What is being asked:
All of the entries need to be copied character for character.

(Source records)
------------

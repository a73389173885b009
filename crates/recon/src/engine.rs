use crate::error::ReconError;
use crate::matcher::match_lead_sheets;
use crate::model::{
    CellValue, Dataset, Direction, DirectionReport, LeadSheetId, NormalizedDataset, TraceMeta,
    TraceReport,
};
use crate::residual::summarize_residual;
use crate::summary::compute_summary;

/// Which two lead sheets to trace against each other.
#[derive(Debug, Clone, PartialEq, Eq)]
pub struct TraceRequest {
    pub name: String,
    pub source: LeadSheetId,
    pub target: LeadSheetId,
}

impl TraceRequest {
    pub fn new(name: impl Into<String>, source: LeadSheetId, target: LeadSheetId) -> Self {
        Self {
            name: name.into(),
            source,
            target,
        }
    }
}

/// Run both directions: existence (source against target) and completeness
/// (target against source). Both lead sheets must be present and distinct.
pub fn run(ledger: &NormalizedDataset, request: &TraceRequest) -> Result<TraceReport, ReconError> {
    if request.source == request.target {
        return Err(ReconError::SameLeadSheet {
            lead: request.source.0,
        });
    }
    for lead in [request.source, request.target] {
        if !ledger.contains_lead(lead) {
            return Err(ReconError::EmptyLeadSheet { lead: lead.0 });
        }
    }

    let existence = trace(ledger, Direction::Existence, request.source, request.target)?;
    let completeness = trace(ledger, Direction::Completeness, request.target, request.source)?;

    Ok(TraceReport {
        meta: TraceMeta {
            name: request.name.clone(),
            engine_version: env!("CARGO_PKG_VERSION").to_string(),
            run_at: chrono::Utc::now().to_rfc3339(),
            ledger_rows: ledger.len(),
            normalize: ledger.stats().clone(),
        },
        existence,
        completeness,
    })
}

/// One direction: match, locate residual postings, summarize.
pub fn trace(
    ledger: &NormalizedDataset,
    direction: Direction,
    source: LeadSheetId,
    target: LeadSheetId,
) -> Result<DirectionReport, ReconError> {
    let matches = match_lead_sheets(ledger, source, target)?;
    let residual = summarize_residual(ledger, &matches, source)?;
    let summary = compute_summary(&matches, &residual)?;

    log::info!(
        "{direction} {source} -> {target}: {} transactions, {} found ({} with difference), {} not found, {} orphaned",
        summary.transactions,
        summary.found,
        summary.found_with_difference,
        summary.not_found,
        summary.orphaned
    );

    Ok(DirectionReport {
        direction,
        source,
        target,
        matches,
        residual: residual.rows,
        orphaned: residual.orphaned,
        summary,
    })
}

/// Read a comma-separated ledger held in memory. Every non-empty cell is
/// kept as text; typing happens during normalization.
pub fn load_csv_dataset(csv_data: &str) -> Result<Dataset, ReconError> {
    let mut reader = csv::ReaderBuilder::new()
        .has_headers(true)
        .flexible(true)
        .from_reader(csv_data.as_bytes());

    let headers: Vec<String> = reader
        .headers()
        .map_err(|e| ReconError::Io(e.to_string()))?
        .iter()
        .map(|h| h.trim().to_string())
        .collect();

    let mut rows = Vec::new();
    for record in reader.records() {
        let record = record.map_err(|e| ReconError::Io(e.to_string()))?;
        rows.push(record.iter().map(CellValue::from).collect());
    }

    Dataset::new(headers, rows)
}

------------

Answer space:
repository a73389173885b009
filename crates/recon/src/engine.rs
use crate::error::ReconError;
use crate::matcher::match_lead_sheets;
use crate::model::{
    CellValue, Dataset, Direction, DirectionReport, LeadSheetId, NormalizedDataset, TraceMeta,
    TraceReport,
};
use crate::residual::summarize_residual;
use crate::summary::compute_summary;

/// Which two lead sheets to trace against each other.
#[derive(Debug, Clone, PartialEq, Eq)]
pub struct TraceRequest {
    pub name: String,
    pub source: LeadSheetId,
    pub target: LeadSheetId,
}

impl TraceRequest {
    pub fn new(name: impl Into<String>, source: LeadSheetId, target: LeadSheetId) -> Self {
        Self {
            name: name.into(),
            source,
            target,
        }
    }
}

/// Run both directions: existence (source against target) and completeness
/// (target against source). Both lead sheets must be present and distinct.
pub fn run(ledger: &NormalizedDataset, request: &TraceRequest) -> Result<TraceReport, ReconError> {
    if request.source == request.target {
        return Err(ReconError::SameLeadSheet {
            lead: request.source.0,
        });
    }
    for lead in [request.source, request.target] {
        if !ledger.contains_lead(lead) {
            return Err(ReconError::EmptyLeadSheet { lead: lead.0 });
        }
    }

    let existence = trace(ledger, Direction::Existence, request.source, request.target)?;
    let completeness = trace(ledger, Direction::Completeness, request.target, request.source)?;

    Ok(TraceReport {
        meta: TraceMeta {
            name: request.name.clone(),
            engine_version: env!("CARGO_PKG_VERSION").to_string(),
            run_at: chrono::Utc::now().to_rfc3339(),
            ledger_rows: ledger.len(),
            normalize: ledger.stats().clone(),
        },
        existence,
        completeness,
    })
}

/// One direction: match, locate residual postings, summarize.
pub fn trace(
    ledger: &NormalizedDataset,
    direction: Direction,
    source: LeadSheetId,
    target: LeadSheetId,
) -> Result<DirectionReport, ReconError> {
    let matches = match_lead_sheets(ledger, source, target)?;
    let residual = summarize_residual(ledger, &matches, source)?;
    let summary = compute_summary(&matches, &residual)?;

    log::info!(
        "{direction} {source} -> {target}: {} transactions, {} found ({} with difference), {} not found, {} orphaned",
        summary.transactions,
        summary.found,
        summary.found_with_difference,
        summary.not_found,
        summary.orphaned
    );

    Ok(DirectionReport {
        direction,
        source,
        target,
        matches,
        residual: residual.rows,
        orphaned: residual.orphaned,
        summary,
    })
}

/// Read a comma-separated ledger held in memory. Every non-empty cell is
/// kept as text; typing happens during normalization.
pub fn load_csv_dataset(csv_data: &str) -> Result<Dataset, ReconError> {
    let mut reader = csv::ReaderBuilder::new()
        .has_headers(true)
        .flexible(true)
        .from_reader(csv_data.as_bytes());

    let headers: Vec<String> = reader
        .headers()
        .map_err(|e| ReconError::Io(e.to_string()))?
        .iter()
        .map(|h| h.trim().to_string())
        .collect();

    let mut rows = Vec::new();
    for record in reader.records() {
        let record = record.map_err(|e| ReconError::Io(e.to_string()))?;
        rows.push(record.iter().map(CellValue::from).collect());
    }

    Dataset::new(headers, rows)
}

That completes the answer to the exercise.